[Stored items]
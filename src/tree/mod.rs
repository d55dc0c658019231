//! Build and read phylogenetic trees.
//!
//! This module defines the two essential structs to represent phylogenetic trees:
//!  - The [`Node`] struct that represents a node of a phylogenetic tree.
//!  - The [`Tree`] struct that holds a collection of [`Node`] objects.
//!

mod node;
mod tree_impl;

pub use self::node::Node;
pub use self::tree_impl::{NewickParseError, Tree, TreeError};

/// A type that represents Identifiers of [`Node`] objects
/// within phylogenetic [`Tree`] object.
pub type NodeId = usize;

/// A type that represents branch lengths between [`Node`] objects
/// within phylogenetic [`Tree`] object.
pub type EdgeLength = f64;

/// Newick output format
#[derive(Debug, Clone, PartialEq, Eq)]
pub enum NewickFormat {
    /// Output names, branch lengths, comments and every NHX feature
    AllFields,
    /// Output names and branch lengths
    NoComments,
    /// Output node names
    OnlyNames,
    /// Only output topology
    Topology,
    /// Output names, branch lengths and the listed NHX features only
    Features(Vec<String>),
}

| EXERCISE DETAILS |
In the records above, find each line with the word "represents" and copy it out.

| EXPECTED OUTPUT |
//!  - The [`Node`] struct that represents a node of a phylogenetic tree.
/// A type that represents Identifiers of [`Node`] objects
/// A type that represents branch lengths between [`Node`] objects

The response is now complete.